- Saved entries -
--- --- ---

//! Signal model: a broker-issued trade suggestion broadcast to all traders.

use chrono::{DateTime, Duration, Utc};
use rust_decimal::Decimal;
use serde::{Deserialize, Serialize};
use uuid::Uuid;

use super::position::Side;

/// Lifetime of a signal without an explicit expiry.
pub const DEFAULT_SIGNAL_TTL_MINUTES: i64 = 15;

/// Visibility state of a signal at a given instant.
#[derive(Debug, Clone, Copy, PartialEq, Eq, Serialize, Deserialize)]
#[serde(rename_all = "lowercase")]
pub enum SignalState {
    Active,
    Expired,
}

/// Broker signal. Immutable once created; only deleted by its broker.
#[derive(Debug, Clone, Serialize, Deserialize)]
pub struct Signal {
    pub id: Uuid,

    /// Issuing broker account
    pub broker_id: Uuid,

    pub symbol: String,

    pub side: Side,

    /// Oracle price captured at broadcast time
    pub reference_price: Decimal,

    /// Suggested size in units
    pub quantity: Decimal,

    /// Free-text rationale from the broker
    #[serde(default)]
    pub rationale: String,

    pub created_at: DateTime<Utc>,

    /// Explicit expiry; falls back to `created_at + ttl` when absent
    pub expires_at: Option<DateTime<Utc>>,
}

impl Signal {
    /// Instant after which the signal is expired.
    pub fn effective_expiry(&self, default_ttl: Duration) -> DateTime<Utc> {
        self.expires_at
            .unwrap_or_else(|| self.created_at + default_ttl)
    }

    pub fn is_expired(&self, now: DateTime<Utc>, default_ttl: Duration) -> bool {
        now > self.effective_expiry(default_ttl)
    }

    pub fn state(&self, now: DateTime<Utc>, default_ttl: Duration) -> SignalState {
        if self.is_expired(now, default_ttl) {
            SignalState::Expired
        } else {
            SignalState::Active
        }
    }
}
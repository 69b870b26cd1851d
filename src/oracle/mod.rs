//! Price oracle: current quotes for a symbol.
//!
//! The feed is a black box with no caching, ordering or snapshot guarantees.
//! Every call is bounded by [`TimedOracle`] and failures surface as
//! `OracleUnavailable`, aborting only the operation that asked.

mod http_client;
mod simulated;
mod types;

use std::sync::Arc;
use std::time::Duration;

use async_trait::async_trait;
use chrono::{DateTime, Utc};
use rust_decimal::Decimal;
use serde::{Deserialize, Serialize};

use crate::error::{TerminalError, TerminalResult};

pub use http_client::HttpOracle;
pub use simulated::SimulatedOracle;

/// A single price observation.
#[derive(Debug, Clone, Serialize, Deserialize)]
pub struct Quote {
    pub symbol: String,
    pub price: Decimal,
    /// Percent change reported by the feed
    pub change: Decimal,
    pub timestamp: DateTime<Utc>,
}

/// Source of current prices. May be called concurrently for distinct symbols.
#[async_trait]
pub trait PriceOracle: Send + Sync {
    async fn fetch_price(&self, symbol: &str) -> TerminalResult<Quote>;
}

/// Bounds every call of the inner oracle by a timeout.
pub struct TimedOracle {
    inner: Arc<dyn PriceOracle>,
    timeout: Duration,
}

impl TimedOracle {
    pub fn new(inner: Arc<dyn PriceOracle>, timeout: Duration) -> Self {
        Self { inner, timeout }
    }
}

#[async_trait]
impl PriceOracle for TimedOracle {
    async fn fetch_price(&self, symbol: &str) -> TerminalResult<Quote> {
        match tokio::time::timeout(self.timeout, self.inner.fetch_price(symbol)).await {
            Ok(Ok(quote)) if quote.price > Decimal::ZERO => Ok(quote),
            Ok(Ok(quote)) => Err(TerminalError::oracle(
                symbol,
                format!("non-positive price {}", quote.price),
            )),
            Ok(Err(e)) => Err(e),
            Err(_) => Err(TerminalError::oracle(
                symbol,
                format!("timed out after {}ms", self.timeout.as_millis()),
            )),
        }
    }
}
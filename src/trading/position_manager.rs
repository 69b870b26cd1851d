//! Position manager: sizing, opening and closing positions.
//!
//! Operates on position values only; balance changes are applied by the
//! ledger in the same transaction by [`super::TradingDesk`].

use chrono::{DateTime, Utc};
use rust_decimal::{Decimal, RoundingStrategy};
use uuid::Uuid;

use crate::error::{TerminalError, TerminalResult};
use crate::models::{Position, PositionStatus, Side};

use super::TerminalConfig;

/// Everything needed to open a position except its quantity.
#[derive(Debug, Clone)]
pub struct OpenOrder {
    pub symbol: String,
    pub side: Side,
    /// Oracle price the position opens at
    pub price: Decimal,
    /// Set for copy trades
    pub signal_id: Option<Uuid>,
}

/// Opens, sizes and closes positions.
pub struct PositionManager {
    manual_fraction: Decimal,
}

impl PositionManager {
    pub fn new(config: &TerminalConfig) -> Self {
        Self {
            manual_fraction: config.manual_position_fraction,
        }
    }

    /// Quantity for a manual trade: whole units worth a fixed fraction of balance.
    ///
    /// `floor(balance * fraction / price)`, at least one unit; fails when the
    /// fraction cannot cover a single unit.
    pub fn manual_quantity(&self, balance: Decimal, price: Decimal) -> TerminalResult<Decimal> {
        require_price(price)?;
        let budget = balance
            .checked_mul(self.manual_fraction)
            .ok_or_else(TerminalError::out_of_range)?;
        if budget < price {
            return Err(TerminalError::BalanceTooLow { balance, price });
        }
        Ok(whole_units(budget, price)?.max(Decimal::ONE))
    }

    /// Build a new open position. The caller must debit its notional.
    pub fn open(
        &self,
        account_id: Uuid,
        order: &OpenOrder,
        quantity: Decimal,
        now: DateTime<Utc>,
    ) -> TerminalResult<Position> {
        require_price(order.price)?;
        if quantity <= Decimal::ZERO {
            return Err(TerminalError::invalid(format!(
                "quantity must be positive, got {}",
                quantity
            )));
        }
        if order.symbol.trim().is_empty() {
            return Err(TerminalError::invalid("symbol is required"));
        }

        Ok(Position {
            id: Uuid::new_v4(),
            account_id,
            symbol: order.symbol.clone(),
            side: order.side,
            quantity,
            entry_price: order.price,
            status: PositionStatus::Open,
            signal_id: order.signal_id,
            is_copied: order.signal_id.is_some(),
            opened_at: now,
            exit_price: None,
            realized_pnl: None,
            closed_at: None,
        })
    }

    /// Close `position` at `exit_price` and return its realized P&L.
    ///
    /// The caller must credit `notional + pnl` back to the account.
    pub fn close(
        &self,
        position: &mut Position,
        exit_price: Decimal,
        now: DateTime<Utc>,
    ) -> TerminalResult<Decimal> {
        if !position.is_open() {
            return Err(TerminalError::AlreadyClosed(position.id));
        }
        require_price(exit_price)?;

        let pnl = position.pnl_at(exit_price)?;
        position.status = PositionStatus::Closed;
        position.exit_price = Some(exit_price);
        position.realized_pnl = Some(pnl);
        position.closed_at = Some(now);

        Ok(pnl)
    }
}

/// Whole units of `price` that fit in `budget`.
pub(crate) fn whole_units(budget: Decimal, price: Decimal) -> TerminalResult<Decimal> {
    budget
        .checked_div(price)
        .map(|units| units.round_dp_with_strategy(0, RoundingStrategy::ToZero))
        .ok_or_else(TerminalError::out_of_range)
}

fn require_price(price: Decimal) -> TerminalResult<()> {
    if price <= Decimal::ZERO {
        return Err(TerminalError::invalid(format!(
            "price must be positive, got {}",
            price
        )));
    }
    Ok(())
}

#[cfg(test)]
mod tests {
    use super::*;
    use crate::error::ErrorKind;
    use rust_decimal_macros::dec;

    fn manager() -> PositionManager {
        PositionManager::new(&TerminalConfig::default())
    }

    fn order(price: Decimal) -> OpenOrder {
        OpenOrder {
            symbol: "BTC-USD".to_string(),
            side: Side::Long,
            price,
            signal_id: None,
        }
    }

    #[test]
    fn test_manual_sizing() {
        let pm = manager();

        // 10% of 10000 = 1000, at 185.92 -> 5 units
        assert_eq!(pm.manual_quantity(dec!(10000), dec!(185.92)).unwrap(), dec!(5));
        // Exactly one unit affordable
        assert_eq!(pm.manual_quantity(dec!(1000), dec!(100)).unwrap(), dec!(1));

        let err = pm.manual_quantity(dec!(999), dec!(100)).unwrap_err();
        assert_eq!(err.kind(), ErrorKind::BalanceTooLow);
    }

    #[test]
    fn test_sizing_out_of_range_is_an_error() {
        let pm = manager();

        let err = pm.manual_quantity(Decimal::MAX, dec!(0.0000001)).unwrap_err();
        assert_eq!(err.kind(), ErrorKind::InvalidInput);
        assert!(whole_units(Decimal::MAX, dec!(0.0001)).is_err());
        assert_eq!(whole_units(dec!(999), dec!(100)).unwrap(), dec!(9));
    }

    #[test]
    fn test_open_and_close_long() {
        let pm = manager();
        let mut pos = pm.open(Uuid::new_v4(), &order(dec!(500)), dec!(2), Utc::now()).unwrap();
        assert!(pos.is_open());
        assert!(!pos.is_copied);
        assert_eq!(pos.notional().unwrap(), dec!(1000));

        let pnl = pm.close(&mut pos, dec!(600), Utc::now()).unwrap();
        assert_eq!(pnl, dec!(200));
        assert_eq!(pos.status, PositionStatus::Closed);
        assert_eq!(pos.exit_price, Some(dec!(600)));

        let err = pm.close(&mut pos, dec!(700), Utc::now()).unwrap_err();
        assert_eq!(err.kind(), ErrorKind::AlreadyClosed);
        assert_eq!(pos.realized_pnl, Some(dec!(200)));
    }

    #[test]
    fn test_open_rejects_bad_input() {
        let pm = manager();
        let account = Uuid::new_v4();

        assert!(pm.open(account, &order(dec!(500)), dec!(0), Utc::now()).is_err());
        assert!(pm.open(account, &order(dec!(0)), dec!(1), Utc::now()).is_err());

        let copied = OpenOrder {
            signal_id: Some(Uuid::new_v4()),
            ..order(dec!(10))
        };
        assert!(pm.open(account, &copied, dec!(1), Utc::now()).unwrap().is_copied);
    }
}
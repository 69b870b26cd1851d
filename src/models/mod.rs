//! Data models for accounts, positions, and broker signals.

mod account;
mod position;
mod signal;

pub use account::{Account, Role};
pub use position::{Position, PositionStatus, Side};
pub use signal::{Signal, SignalState, DEFAULT_SIGNAL_TTL_MINUTES};
//! Trading logic: configuration, position management, the desk and copy trading.

mod config;
mod copy_engine;
mod desk;
mod position_manager;

pub use config::TerminalConfig;
pub use copy_engine::{copy_quantity, CopyEngine, CopyFill};
pub use desk::{
    AccountBook, ClosedTrade, PortfolioView, PositionValuation, RosterEntry, TradingDesk,
};
pub use position_manager::{OpenOrder, PositionManager};
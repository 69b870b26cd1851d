//! Simulated market feed with a fixed price catalogue and random drift.

use std::collections::BTreeMap;
use std::sync::Mutex;
use std::time::Duration;

use async_trait::async_trait;
use chrono::Utc;
use rand::rngs::StdRng;
use rand::{Rng, SeedableRng};
use rust_decimal::Decimal;
use rust_decimal_macros::dec;
use tracing::debug;

use crate::error::{TerminalError, TerminalResult};

use super::{PriceOracle, Quote};

/// Price used for symbols outside the catalogue.
const FALLBACK_PRICE: Decimal = dec!(100.00);

/// Maximum drift either side of the base price (0.5%).
const MAX_DRIFT: f64 = 0.005;

fn catalogue() -> BTreeMap<String, Decimal> {
    [
        ("AAPL", dec!(185.92)),
        ("MSFT", dec!(415.10)),
        ("TSLA", dec!(175.40)),
        ("BTC-USD", dec!(64230.50)),
        ("ETH-USD", dec!(3450.20)),
        ("NVDA", dec!(875.30)),
        ("EUR/USD", dec!(1.0845)),
        ("GBP/USD", dec!(1.2630)),
        ("USD/JPY", dec!(151.40)),
        ("AUD/USD", dec!(0.6520)),
        ("USD/CHF", dec!(0.9010)),
    ]
    .into_iter()
    .map(|(s, p)| (s.to_string(), p))
    .collect()
}

/// Mock oracle: base price per symbol with up to ±0.5% drift per call.
///
/// Prices are rounded to two decimals, so FX pairs move in coarse steps.
pub struct SimulatedOracle {
    base_prices: BTreeMap<String, Decimal>,
    rng: Mutex<StdRng>,
    latency: Duration,
}

impl SimulatedOracle {
    pub fn new(latency: Duration) -> Self {
        Self {
            base_prices: catalogue(),
            rng: Mutex::new(StdRng::from_os_rng()),
            latency,
        }
    }

    /// Reproducible drift sequence, no latency.
    #[cfg(test)]
    pub fn with_seed(seed: u64) -> Self {
        Self {
            base_prices: catalogue(),
            rng: Mutex::new(StdRng::seed_from_u64(seed)),
            latency: Duration::ZERO,
        }
    }

    /// Symbols with a catalogued base price.
    pub fn symbols(&self) -> Vec<String> {
        self.base_prices.keys().cloned().collect()
    }

    pub fn base_price(&self, symbol: &str) -> Decimal {
        self.base_prices
            .get(symbol)
            .copied()
            .unwrap_or(FALLBACK_PRICE)
    }

    fn next_drift(&self) -> TerminalResult<Decimal> {
        let drift = {
            let mut rng = self
                .rng
                .lock()
                .map_err(|_| TerminalError::oracle("*", "drift generator poisoned"))?;
            rng.random_range(-MAX_DRIFT..MAX_DRIFT)
        };
        Decimal::try_from(drift).map_err(|e| TerminalError::oracle("*", e))
    }
}

#[async_trait]
impl PriceOracle for SimulatedOracle {
    async fn fetch_price(&self, symbol: &str) -> TerminalResult<Quote> {
        if !self.latency.is_zero() {
            tokio::time::sleep(self.latency).await;
        }

        let drift = self.next_drift()?;
        let base = self.base_price(symbol);
        let price = (base * (Decimal::ONE + drift)).round_dp(2);
        let change = (drift * Decimal::ONE_HUNDRED).round_dp(2);

        debug!(symbol = %symbol, price = %price, change = %change, "Simulated quote");

        Ok(Quote {
            symbol: symbol.to_string(),
            price,
            change,
            timestamp: Utc::now(),
        })
    }
}
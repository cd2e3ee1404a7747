use std::time::Duration;

use log::{debug, info};
use tokio::process::Command;
use url::Url;

use crate::error::{SyncError, SyncResult};



/// Tells the media server to pick up a freshly written configuration file.
#[rocket::async_trait]
pub trait Reloader: Send + Sync {
	fn describe(&self) -> String;
	async fn reload(&self) -> SyncResult<()>;

	// True when the server picks up file changes on its own.
	fn watches_file(&self) -> bool {
		false
	}
}

/// The media server watches its configuration file itself; nothing to send.
pub struct FileWatch;

#[rocket::async_trait]
impl Reloader for FileWatch {
	fn describe(&self) -> String {
		"file watch".to_string()
	}

	fn watches_file(&self) -> bool {
		true
	}

	async fn reload(&self) -> SyncResult<()> {
		debug!("Relying on the media server's file watch to reload");
		Ok(())
	}
}

/// POSTs to a control-plane URL on the media server.
pub struct ControlApi {
	http: reqwest::Client,
	url: Url,
}

impl ControlApi {
	pub fn new(url: Url, timeout: Duration) -> reqwest::Result<ControlApi> {
		let http = reqwest::Client::builder()
			.timeout(timeout)
			.build()?;
		Ok(ControlApi { http, url })
	}
}

#[rocket::async_trait]
impl Reloader for ControlApi {
	fn describe(&self) -> String {
		format!("POST {}", self.url)
	}

	async fn reload(&self) -> SyncResult<()> {
		let response = self.http.post(self.url.clone())
			.send()
			.await
			.map_err(|err| SyncError::ReloadSignalFailed(err.to_string()))?;
		if !response.status().is_success() {
			return Err(SyncError::ReloadSignalFailed(format!("control API answered HTTP {}", response.status())));
		}
		info!("Media server accepted reload request");
		Ok(())
	}
}

/// Runs an external command, e.g. restarting the media server's container.
pub struct ShellCommand {
	program: String,
	args: Vec<String>,
	timeout: Duration,
}

impl ShellCommand {
	/// Splits `command_line` on whitespace. Returns `None` for a blank line.
	pub fn parse(command_line: &str, timeout: Duration) -> Option<ShellCommand> {
		let mut words = command_line.split_whitespace().map(str::to_string);
		let program = words.next()?;
		Some(ShellCommand { program, args: words.collect(), timeout })
	}
}

#[rocket::async_trait]
impl Reloader for ShellCommand {
	fn describe(&self) -> String {
		let mut line = self.program.clone();
		for arg in &self.args {
			line.push(' ');
			line.push_str(arg);
		}
		line
	}

	async fn reload(&self) -> SyncResult<()> {
		let mut command = Command::new(&self.program);
		command.args(&self.args).kill_on_drop(true);
		let output = tokio::time::timeout(self.timeout, command.output()).await
			.map_err(|_| SyncError::ReloadSignalFailed(format!("`{}` timed out after {:?}", self.describe(), self.timeout)))?
			.map_err(|err| SyncError::ReloadSignalFailed(format!("could not run `{}`: {}", self.describe(), err)))?;

		if !output.status.success() {
			let stderr = String::from_utf8_lossy(&output.stderr);
			return Err(SyncError::ReloadSignalFailed(format!("`{}` exited with {}: {}", self.describe(), output.status, stderr.trim())));
		}
		info!("Reload command `{}` succeeded", self.describe());
		Ok(())
	}
}
/// Replaces `path` with `bytes` via a temporary file in the same directory and a rename, so a
/// reader sees either the old document or the new one, never a mix.
pub async fn replace_file(path: &Path, bytes: &[u8]) -> io::Result<()> {
	let dir = match path.parent() {
		Some(dir) if !dir.as_os_str().is_empty() => dir,
		_ => Path::new("."),
	};
	let file_name = path.file_name()
		.ok_or_else(|| io::Error::new(io::ErrorKind::InvalidInput, format!("{} has no file name", path.display())))?;

	tokio::fs::create_dir_all(dir).await?;
	let temp = dir.join(format!(".{}.{:016x}.tmp", file_name.to_string_lossy(), rand::random::<u64>()));

	let result = write_then_rename(&temp, path, bytes).await;
	if result.is_err() {
		let _ = tokio::fs::remove_file(&temp).await;
	}
	result
}

async fn write_then_rename(temp: &Path, path: &Path, bytes: &[u8]) -> io::Result<()> {
	let mut file = tokio::fs::File::create(temp).await?;
	file.write_all(bytes).await?;
	file.flush().await?;
	file.sync_all().await?;
	drop(file);
	tokio::fs::rename(temp, path).await
}
use std::path::{Path, PathBuf};
use std::time::Duration;

use anyhow::{anyhow, bail, Context};
use clap::{value_parser, Arg, ArgAction, ArgMatches, Command};
use serde_yaml::Mapping;
use url::Url;

use crate::registry::{Credentials, RegistryClient};
use crate::reload::{ControlApi, FileWatch, Reloader, ShellCommand};
use crate::render::RenderSettings;



// Global media server settings used when no base file is given. `paths` is always generated.
const DEFAULT_GLOBAL_SETTINGS: &str = "\
logLevel: info
logDestinations: [stdout]
api: true
apiAddress: ':9997'
rtspAddress: ':8554'
rtspsAddress: ':8322'
rtmpAddress: ':1935'
rtmpEncryption: 'no'
hlsAddress: ':8888'
hlsAlwaysRemux: false
hlsVariant: lowLatency
hlsSegmentCount: 7
hlsSegmentDuration: 1s
hlsPartDuration: 200ms
webrtcAddress: ':8889'
webrtcAllowOrigins: ['*']
webrtcLocalUDPAddress: ':8189'
webrtcLocalTCPAddress: ':8189'
webrtcIPsFromInterfaces: true
webrtcIPsFromInterfacesList: []
webrtcICEServers2: []
";

#[derive(Clone)]
#[derive(Debug, PartialEq)]
pub enum ReloadMethod {
	Watch,
	Api(Url),
	Command(String),
}

pub struct Settings {
	pub registry_url: Url,
	pub credentials: Option<Credentials>,
	pub registry_timeout: Duration,
	pub poll_interval: Duration,
	pub output: PathBuf,
	pub base_config: Option<PathBuf>,
	pub internal_host: String,
	pub internal_rtsp_port: u16,
	pub reload: ReloadMethod,
	pub reload_timeout: Duration,
	pub write_timeout: Duration,
	pub once: bool,
}

pub fn command() -> Command {
	Command::new("mediamtx-camera-sync")
		.version(env!("CARGO_PKG_VERSION"))
		.about("Keeps a MediaMTX configuration in sync with a camera registry.")
		.arg(
			Arg::new("registry-url")
				.long("registry-url")
				.env("REGISTRY_URL")
				.default_value("http://localhost:8069/api/cctv/cameras")
				.help("Camera listing endpoint of the registry")
		)
		.arg(
			Arg::new("registry-user")
				.long("registry-user")
				.env("REGISTRY_USER")
				.help("Username for HTTP basic auth against the registry")
		)
		.arg(
			Arg::new("registry-password")
				.long("registry-password")
				.env("REGISTRY_PASSWORD")
				.hide_env_values(true)
				.help("Password for HTTP basic auth against the registry")
		)
		.arg(
			Arg::new("registry-timeout")
				.long("registry-timeout")
				.env("REGISTRY_TIMEOUT")
				.value_parser(value_parser!(u64))
				.default_value("5")
				.help("Seconds before a registry request is abandoned")
		)
		.arg(
			Arg::new("poll-interval")
				.long("poll-interval")
				.env("POLL_INTERVAL")
				.value_parser(value_parser!(u64))
				.default_value("30")
				.help("Seconds between reconciliation cycles")
		)
		.arg(
			Arg::new("output")
				.short('o')
				.long("output")
				.env("MEDIAMTX_CONFIG_PATH")
				.value_parser(value_parser!(PathBuf))
				.default_value("/mediamtx/mediamtx.yml")
				.help("Live MediaMTX configuration file to maintain")
		)
		.arg(
			Arg::new("base-config")
				.short('b')
				.long("base-config")
				.env("MEDIAMTX_BASE_CONFIG")
				.value_parser(value_parser!(PathBuf))
				.help("YAML file with global MediaMTX settings; built-in defaults when omitted")
		)
		.arg(
			Arg::new("internal-host")
				.long("internal-host")
				.env("MEDIAMTX_INTERNAL_HOST")
				.default_value("localhost")
				.help("Host the transcoder uses to reach MediaMTX's own RTSP server")
		)
		.arg(
			Arg::new("internal-rtsp-port")
				.long("internal-rtsp-port")
				.env("MEDIAMTX_INTERNAL_RTSP_PORT")
				.value_parser(value_parser!(u16))
				.default_value("8554")
		)
		.arg(
			Arg::new("reload")
				.long("reload")
				.env("MEDIAMTX_RELOAD")
				.value_parser(["watch", "api", "command"])
				.default_value("watch")
				.help("How MediaMTX is told about a new configuration")
		)
		.arg(
			Arg::new("reload-url")
				.long("reload-url")
				.env("MEDIAMTX_RELOAD_URL")
				.help("Control API URL to POST to when --reload=api")
		)
		.arg(
			Arg::new("reload-command")
				.long("reload-command")
				.env("MEDIAMTX_RELOAD_COMMAND")
				.default_value("docker restart mediamtx")
				.help("Command to run when --reload=command")
		)
		.arg(
			Arg::new("reload-timeout")
				.long("reload-timeout")
				.env("MEDIAMTX_RELOAD_TIMEOUT")
				.value_parser(value_parser!(u64))
				.default_value("30")
		)
		.arg(
			Arg::new("write-timeout")
				.long("write-timeout")
				.env("MEDIAMTX_WRITE_TIMEOUT")
				.value_parser(value_parser!(u64))
				.default_value("5")
		)
		.arg(
			Arg::new("once")
				.long("once")
				.action(ArgAction::SetTrue)
				.help("Run a single reconciliation cycle and exit")
		)
}

fn seconds(matches: &ArgMatches, name: &str) -> anyhow::Result<Duration> {
	let secs = *matches.get_one::<u64>(name).ok_or_else(|| anyhow!("--{} is required", name))?;
	if secs == 0 {
		bail!("--{} must be at least one second", name);
	}
	Ok(Duration::from_secs(secs))
}

fn required<'a>(matches: &'a ArgMatches, name: &str) -> anyhow::Result<&'a String> {
	matches.get_one::<String>(name).ok_or_else(|| anyhow!("--{} is required", name))
}

impl Settings {
	pub fn from_matches(matches: &ArgMatches) -> anyhow::Result<Settings> {
		let registry_url = Url::parse(required(matches, "registry-url")?)
			.context("--registry-url is not a valid URL")?;
		if registry_url.scheme() != "http" && registry_url.scheme() != "https" {
			bail!("--registry-url must be an http or https URL");
		}

		let credentials = matches.get_one::<String>("registry-user").map(|username| Credentials {
			username: username.clone(),
			password: matches.get_one::<String>("registry-password").cloned(),
		});

		let reload = match required(matches, "reload")?.as_str() {
			"api" => {
				let url = matches.get_one::<String>("reload-url")
					.ok_or_else(|| anyhow!("--reload=api needs --reload-url"))?;
				ReloadMethod::Api(Url::parse(url).context("--reload-url is not a valid URL")?)
			},
			"command" => {
				let command_line = required(matches, "reload-command")?;
				if command_line.trim().is_empty() {
					bail!("--reload=command needs a non-empty --reload-command");
				}
				ReloadMethod::Command(command_line.clone())
			},
			_ => ReloadMethod::Watch,
		};

		Ok(Settings {
			registry_url,
			credentials,
			registry_timeout: seconds(matches, "registry-timeout")?,
			poll_interval: seconds(matches, "poll-interval")?,
			output: matches.get_one::<PathBuf>("output").cloned()
				.ok_or_else(|| anyhow!("--output is required"))?,
			base_config: matches.get_one::<PathBuf>("base-config").cloned(),
			internal_host: required(matches, "internal-host")?.clone(),
			internal_rtsp_port: *matches.get_one::<u16>("internal-rtsp-port")
				.ok_or_else(|| anyhow!("--internal-rtsp-port is required"))?,
			reload,
			reload_timeout: seconds(matches, "reload-timeout")?,
			write_timeout: seconds(matches, "write-timeout")?,
			once: matches.get_flag("once"),
		})
	}

	pub fn render_settings(&self) -> anyhow::Result<RenderSettings> {
		Ok(RenderSettings {
			global: load_global_settings(self.base_config.as_deref())?,
			internal_host: self.internal_host.clone(),
			internal_rtsp_port: self.internal_rtsp_port,
		})
	}

	pub fn registry_client(&self) -> anyhow::Result<RegistryClient> {
		RegistryClient::new(self.registry_url.clone(), self.credentials.clone(), self.registry_timeout)
			.context("failed to build registry HTTP client")
	}

	pub fn reloader(&self) -> anyhow::Result<Box<dyn Reloader>> {
		Ok(match &self.reload {
			ReloadMethod::Watch => Box::new(FileWatch),
			ReloadMethod::Api(url) => Box::new(
				ControlApi::new(url.clone(), self.reload_timeout).context("failed to build reload HTTP client")?
			),
			ReloadMethod::Command(command_line) => Box::new(
				ShellCommand::parse(command_line, self.reload_timeout)
					.ok_or_else(|| anyhow!("empty reload command"))?
			),
		})
	}
}

/// Global (non-path) settings, from `base` if given.
pub fn load_global_settings(base: Option<&Path>) -> anyhow::Result<Mapping> {
	let (text, origin) = match base {
		Some(path) => (
			std::fs::read_to_string(path).with_context(|| format!("cannot read base config {}", path.display()))?,
			path.display().to_string(),
		),
		None => (DEFAULT_GLOBAL_SETTINGS.to_string(), "built-in defaults".to_string()),
	};
	let value: serde_yaml::Value = serde_yaml::from_str(&text)
		.with_context(|| format!("invalid YAML in {}", origin))?;
	match value {
		serde_yaml::Value::Mapping(mapping) => Ok(mapping),
		serde_yaml::Value::Null => Ok(Mapping::new()),
		_ => bail!("{} must be a YAML mapping", origin),
	}
}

--- --- ---

- What you have to do -
Look through the lines above and collect those with the word "inner".

- Expected output -
/// Bounds every call of the inner oracle by a timeout.
    inner: Arc<dyn PriceOracle>,
    pub fn new(inner: Arc<dyn PriceOracle>, timeout: Duration) -> Self {
        Self { inner, timeout }
        match tokio::time::timeout(self.timeout, self.inner.fetch_price(symbol)).await {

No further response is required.